# [Stored data entries]
———

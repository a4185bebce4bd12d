//! Storage handles. A [`Store`] is cheap to clone and is what builders run
//! their statements against.

use crate::{
    db::{self, PgPool, PgTlsSettings},
    error::ServiceError,
    models::InsightType,
    sql::{Dialect, Statement},
    sqlite::SqliteStore,
};
use thiserror::Error;
use tracing::warn;

/// One result row keyed by column name.
pub type RawRow = serde_json::Map<String, serde_json::Value>;

#[derive(Debug, Error)]
pub enum StoreError {
    #[error("store unavailable: {0}")]
    Unavailable(String),
    #[error(transparent)]
    Execution(anyhow::Error),
}

impl StoreError {
    pub fn into_service_error(self, insight_id: &str, backend: InsightType) -> ServiceError {
        match self {
            StoreError::Unavailable(reason) => ServiceError::BackendUnavailable {
                kind: backend.to_string(),
                reason,
            },
            StoreError::Execution(source) => ServiceError::StatementExecutionFailed {
                insight_id: insight_id.to_string(),
                backend: backend.to_string(),
                source,
            },
        }
    }
}

#[derive(Clone)]
pub enum Store {
    Postgres(PgPool),
    Sqlite(SqliteStore),
}

impl Store {
    /// Opens a handle for `url` without touching the network. Postgres pools
    /// connect on first use; SQLite files are opened immediately.
    pub fn connect_lazy(url: &str, max_pool_size: u32, tls: &PgTlsSettings) -> Result<Self, StoreError> {
        let url = url.trim();
        if url.starts_with("postgres://") || url.starts_with("postgresql://") {
            return db::lazy_pool(url, max_pool_size, tls)
                .map(Store::Postgres)
                .map_err(|err| StoreError::Unavailable(format!("{err:#}")));
        }

        if url == "sqlite::memory:" {
            return SqliteStore::in_memory()
                .map(Store::Sqlite)
                .map_err(|err| StoreError::Unavailable(format!("{err:#}")));
        }

        if let Some(path) = url.strip_prefix("sqlite://") {
            // The driver's open error names the file.
            return SqliteStore::open(path).map(Store::Sqlite).map_err(|err| {
                warn!(error = ?err, "sqlite store unavailable");
                StoreError::Unavailable(err.to_string())
            });
        }

        Err(StoreError::Unavailable(
            "unsupported connection string scheme".to_string(),
        ))
    }

    pub fn dialect(&self) -> Dialect {
        match self {
            Store::Postgres(_) => Dialect::Postgres,
            Store::Sqlite(_) => Dialect::Sqlite,
        }
    }

    pub async fn fetch(&self, statement: &Statement) -> Result<Vec<RawRow>, StoreError> {
        match self {
            Store::Postgres(pool) => db::fetch_json_rows(pool, statement).await,
            Store::Sqlite(store) => store.fetch(statement).await,
        }
    }
}

impl std::fmt::Debug for Store {
    fn fmt(&self, f: &mut std::fmt::Formatter<'_>) -> std::fmt::Result {
        match self {
            Store::Postgres(_) => f.write_str("Store::Postgres"),
            Store::Sqlite(_) => f.write_str("Store::Sqlite"),
        }
    }
}
use insights::telemetry;

#[tokio::main]
async fn main() -> anyhow::Result<()> {
    telemetry::init_tracing();
    insights::run().await
}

———

# [What you have to do]
List the lines of the records where "source" occurs.

# [Solution to this task]
            StoreError::Execution(source) => ServiceError::StatementExecutionFailed {
                source,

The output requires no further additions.